## Work request
Could you return every record below exactly as it is written?

(Collected data)
/---

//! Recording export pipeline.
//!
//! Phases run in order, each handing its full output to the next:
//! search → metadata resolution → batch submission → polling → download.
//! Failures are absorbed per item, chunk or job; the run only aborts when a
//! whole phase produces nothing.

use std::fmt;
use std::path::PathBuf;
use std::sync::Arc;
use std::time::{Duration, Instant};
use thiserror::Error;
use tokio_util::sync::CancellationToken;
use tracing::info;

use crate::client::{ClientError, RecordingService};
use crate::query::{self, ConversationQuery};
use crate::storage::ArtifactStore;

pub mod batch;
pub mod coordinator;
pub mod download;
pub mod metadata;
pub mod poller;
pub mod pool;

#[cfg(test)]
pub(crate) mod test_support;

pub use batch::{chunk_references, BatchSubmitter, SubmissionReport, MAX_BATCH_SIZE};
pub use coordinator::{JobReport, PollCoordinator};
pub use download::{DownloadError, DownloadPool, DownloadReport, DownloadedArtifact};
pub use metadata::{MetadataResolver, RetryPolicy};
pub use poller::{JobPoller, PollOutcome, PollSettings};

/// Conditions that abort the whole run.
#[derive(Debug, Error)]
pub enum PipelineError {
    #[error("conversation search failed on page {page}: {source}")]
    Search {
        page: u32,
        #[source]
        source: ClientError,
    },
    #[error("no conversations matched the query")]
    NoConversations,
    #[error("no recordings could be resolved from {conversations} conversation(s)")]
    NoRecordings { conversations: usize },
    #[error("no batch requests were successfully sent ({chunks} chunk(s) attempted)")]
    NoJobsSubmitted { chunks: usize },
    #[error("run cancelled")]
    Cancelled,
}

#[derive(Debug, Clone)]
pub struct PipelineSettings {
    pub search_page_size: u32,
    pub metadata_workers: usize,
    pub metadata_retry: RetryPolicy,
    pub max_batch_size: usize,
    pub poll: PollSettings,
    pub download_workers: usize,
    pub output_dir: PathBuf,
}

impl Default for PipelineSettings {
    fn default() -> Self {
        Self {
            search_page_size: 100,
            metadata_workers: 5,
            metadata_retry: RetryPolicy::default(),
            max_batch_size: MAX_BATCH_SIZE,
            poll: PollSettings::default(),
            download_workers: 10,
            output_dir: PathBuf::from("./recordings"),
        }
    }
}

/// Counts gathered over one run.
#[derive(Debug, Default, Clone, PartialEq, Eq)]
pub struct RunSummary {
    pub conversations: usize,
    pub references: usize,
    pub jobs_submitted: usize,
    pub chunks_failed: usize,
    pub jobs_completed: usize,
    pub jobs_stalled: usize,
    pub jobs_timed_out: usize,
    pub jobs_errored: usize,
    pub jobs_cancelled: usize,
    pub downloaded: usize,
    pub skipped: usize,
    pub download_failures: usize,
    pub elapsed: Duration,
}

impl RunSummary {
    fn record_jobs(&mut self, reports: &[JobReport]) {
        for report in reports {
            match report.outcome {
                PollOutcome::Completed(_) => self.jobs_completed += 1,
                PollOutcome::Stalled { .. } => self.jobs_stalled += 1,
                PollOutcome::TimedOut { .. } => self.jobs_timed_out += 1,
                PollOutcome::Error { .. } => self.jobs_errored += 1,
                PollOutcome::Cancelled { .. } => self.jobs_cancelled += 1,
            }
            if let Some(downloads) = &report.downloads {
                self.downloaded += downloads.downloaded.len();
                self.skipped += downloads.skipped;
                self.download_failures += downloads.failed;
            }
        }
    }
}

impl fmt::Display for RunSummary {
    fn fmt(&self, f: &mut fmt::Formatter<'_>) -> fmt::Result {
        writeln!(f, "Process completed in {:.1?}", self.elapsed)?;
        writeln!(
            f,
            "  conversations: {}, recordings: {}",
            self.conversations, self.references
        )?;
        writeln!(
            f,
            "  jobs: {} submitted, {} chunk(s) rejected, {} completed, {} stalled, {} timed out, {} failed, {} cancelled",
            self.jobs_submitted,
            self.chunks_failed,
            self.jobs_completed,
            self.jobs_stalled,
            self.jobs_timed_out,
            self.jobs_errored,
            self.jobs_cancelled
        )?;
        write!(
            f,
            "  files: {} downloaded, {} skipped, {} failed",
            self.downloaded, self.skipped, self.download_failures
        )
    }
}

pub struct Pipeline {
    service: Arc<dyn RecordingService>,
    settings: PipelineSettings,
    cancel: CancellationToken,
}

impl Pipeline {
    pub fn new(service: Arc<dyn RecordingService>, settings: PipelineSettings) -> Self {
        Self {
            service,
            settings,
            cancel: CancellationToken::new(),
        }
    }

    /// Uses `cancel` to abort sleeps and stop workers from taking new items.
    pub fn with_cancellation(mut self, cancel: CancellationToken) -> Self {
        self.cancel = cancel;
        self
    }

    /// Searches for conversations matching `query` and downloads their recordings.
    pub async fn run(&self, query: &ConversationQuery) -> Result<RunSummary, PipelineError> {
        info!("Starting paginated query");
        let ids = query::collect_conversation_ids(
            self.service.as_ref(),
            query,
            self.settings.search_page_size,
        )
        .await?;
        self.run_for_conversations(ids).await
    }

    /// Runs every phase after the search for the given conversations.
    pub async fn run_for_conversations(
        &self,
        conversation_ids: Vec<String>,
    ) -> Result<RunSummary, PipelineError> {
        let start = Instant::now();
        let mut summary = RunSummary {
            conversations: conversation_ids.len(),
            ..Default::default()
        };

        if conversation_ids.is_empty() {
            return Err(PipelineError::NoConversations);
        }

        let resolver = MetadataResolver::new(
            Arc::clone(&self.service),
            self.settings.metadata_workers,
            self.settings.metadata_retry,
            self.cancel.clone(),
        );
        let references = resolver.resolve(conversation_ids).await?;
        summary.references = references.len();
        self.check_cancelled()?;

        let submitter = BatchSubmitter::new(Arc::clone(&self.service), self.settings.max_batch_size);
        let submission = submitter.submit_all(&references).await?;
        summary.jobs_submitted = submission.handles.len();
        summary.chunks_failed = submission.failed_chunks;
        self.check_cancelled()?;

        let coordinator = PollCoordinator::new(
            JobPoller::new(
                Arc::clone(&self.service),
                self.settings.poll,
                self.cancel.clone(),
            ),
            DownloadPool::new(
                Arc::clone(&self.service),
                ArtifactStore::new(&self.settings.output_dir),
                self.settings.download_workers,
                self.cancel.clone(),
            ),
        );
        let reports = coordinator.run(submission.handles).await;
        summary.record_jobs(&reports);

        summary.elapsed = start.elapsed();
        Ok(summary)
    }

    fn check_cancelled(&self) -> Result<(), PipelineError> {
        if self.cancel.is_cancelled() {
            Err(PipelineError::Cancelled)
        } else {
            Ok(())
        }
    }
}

\---

## Problem solution
//! Recording export pipeline.
//!
//! Phases run in order, each handing its full output to the next:
//! search → metadata resolution → batch submission → polling → download.
//! Failures are absorbed per item, chunk or job; the run only aborts when a
//! whole phase produces nothing.

use std::fmt;
use std::path::PathBuf;
use std::sync::Arc;
use std::time::{Duration, Instant};
use thiserror::Error;
use tokio_util::sync::CancellationToken;
use tracing::info;

use crate::client::{ClientError, RecordingService};
use crate::query::{self, ConversationQuery};
use crate::storage::ArtifactStore;

pub mod batch;
pub mod coordinator;
pub mod download;
pub mod metadata;
pub mod poller;
pub mod pool;

#[cfg(test)]
pub(crate) mod test_support;

pub use batch::{chunk_references, BatchSubmitter, SubmissionReport, MAX_BATCH_SIZE};
pub use coordinator::{JobReport, PollCoordinator};
pub use download::{DownloadError, DownloadPool, DownloadReport, DownloadedArtifact};
pub use metadata::{MetadataResolver, RetryPolicy};
pub use poller::{JobPoller, PollOutcome, PollSettings};

/// Conditions that abort the whole run.
#[derive(Debug, Error)]
pub enum PipelineError {
    #[error("conversation search failed on page {page}: {source}")]
    Search {
        page: u32,
        #[source]
        source: ClientError,
    },
    #[error("no conversations matched the query")]
    NoConversations,
    #[error("no recordings could be resolved from {conversations} conversation(s)")]
    NoRecordings { conversations: usize },
    #[error("no batch requests were successfully sent ({chunks} chunk(s) attempted)")]
    NoJobsSubmitted { chunks: usize },
    #[error("run cancelled")]
    Cancelled,
}

#[derive(Debug, Clone)]
pub struct PipelineSettings {
    pub search_page_size: u32,
    pub metadata_workers: usize,
    pub metadata_retry: RetryPolicy,
    pub max_batch_size: usize,
    pub poll: PollSettings,
    pub download_workers: usize,
    pub output_dir: PathBuf,
}

impl Default for PipelineSettings {
    fn default() -> Self {
        Self {
            search_page_size: 100,
            metadata_workers: 5,
            metadata_retry: RetryPolicy::default(),
            max_batch_size: MAX_BATCH_SIZE,
            poll: PollSettings::default(),
            download_workers: 10,
            output_dir: PathBuf::from("./recordings"),
        }
    }
}

/// Counts gathered over one run.
#[derive(Debug, Default, Clone, PartialEq, Eq)]
pub struct RunSummary {
    pub conversations: usize,
    pub references: usize,
    pub jobs_submitted: usize,
    pub chunks_failed: usize,
    pub jobs_completed: usize,
    pub jobs_stalled: usize,
    pub jobs_timed_out: usize,
    pub jobs_errored: usize,
    pub jobs_cancelled: usize,
    pub downloaded: usize,
    pub skipped: usize,
    pub download_failures: usize,
    pub elapsed: Duration,
}

impl RunSummary {
    fn record_jobs(&mut self, reports: &[JobReport]) {
        for report in reports {
            match report.outcome {
                PollOutcome::Completed(_) => self.jobs_completed += 1,
                PollOutcome::Stalled { .. } => self.jobs_stalled += 1,
                PollOutcome::TimedOut { .. } => self.jobs_timed_out += 1,
                PollOutcome::Error { .. } => self.jobs_errored += 1,
                PollOutcome::Cancelled { .. } => self.jobs_cancelled += 1,
            }
            if let Some(downloads) = &report.downloads {
                self.downloaded += downloads.downloaded.len();
                self.skipped += downloads.skipped;
                self.download_failures += downloads.failed;
            }
        }
    }
}

impl fmt::Display for RunSummary {
    fn fmt(&self, f: &mut fmt::Formatter<'_>) -> fmt::Result {
        writeln!(f, "Process completed in {:.1?}", self.elapsed)?;
        writeln!(
            f,
            "  conversations: {}, recordings: {}",
            self.conversations, self.references
        )?;
        writeln!(
            f,
            "  jobs: {} submitted, {} chunk(s) rejected, {} completed, {} stalled, {} timed out, {} failed, {} cancelled",
            self.jobs_submitted,
            self.chunks_failed,
            self.jobs_completed,
            self.jobs_stalled,
            self.jobs_timed_out,
            self.jobs_errored,
            self.jobs_cancelled
        )?;
        write!(
            f,
            "  files: {} downloaded, {} skipped, {} failed",
            self.downloaded, self.skipped, self.download_failures
        )
    }
}

pub struct Pipeline {
    service: Arc<dyn RecordingService>,
    settings: PipelineSettings,
    cancel: CancellationToken,
}

impl Pipeline {
    pub fn new(service: Arc<dyn RecordingService>, settings: PipelineSettings) -> Self {
        Self {
            service,
            settings,
            cancel: CancellationToken::new(),
        }
    }

    /// Uses `cancel` to abort sleeps and stop workers from taking new items.
    pub fn with_cancellation(mut self, cancel: CancellationToken) -> Self {
        self.cancel = cancel;
        self
    }

    /// Searches for conversations matching `query` and downloads their recordings.
    pub async fn run(&self, query: &ConversationQuery) -> Result<RunSummary, PipelineError> {
        info!("Starting paginated query");
        let ids = query::collect_conversation_ids(
            self.service.as_ref(),
            query,
            self.settings.search_page_size,
        )
        .await?;
        self.run_for_conversations(ids).await
    }

    /// Runs every phase after the search for the given conversations.
    pub async fn run_for_conversations(
        &self,
        conversation_ids: Vec<String>,
    ) -> Result<RunSummary, PipelineError> {
        let start = Instant::now();
        let mut summary = RunSummary {
            conversations: conversation_ids.len(),
            ..Default::default()
        };

        if conversation_ids.is_empty() {
            return Err(PipelineError::NoConversations);
        }

        let resolver = MetadataResolver::new(
            Arc::clone(&self.service),
            self.settings.metadata_workers,
            self.settings.metadata_retry,
            self.cancel.clone(),
        );
        let references = resolver.resolve(conversation_ids).await?;
        summary.references = references.len();
        self.check_cancelled()?;

        let submitter = BatchSubmitter::new(Arc::clone(&self.service), self.settings.max_batch_size);
        let submission = submitter.submit_all(&references).await?;
        summary.jobs_submitted = submission.handles.len();
        summary.chunks_failed = submission.failed_chunks;
        self.check_cancelled()?;

        let coordinator = PollCoordinator::new(
            JobPoller::new(
                Arc::clone(&self.service),
                self.settings.poll,
                self.cancel.clone(),
            ),
            DownloadPool::new(
                Arc::clone(&self.service),
                ArtifactStore::new(&self.settings.output_dir),
                self.settings.download_workers,
                self.cancel.clone(),
            ),
        );
        let reports = coordinator.run(submission.handles).await;
        summary.record_jobs(&reports);

        summary.elapsed = start.elapsed();
        Ok(summary)
    }

    fn check_cancelled(&self) -> Result<(), PipelineError> {
        if self.cancel.is_cancelled() {
            Err(PipelineError::Cancelled)
        } else {
            Ok(())
        }
    }
}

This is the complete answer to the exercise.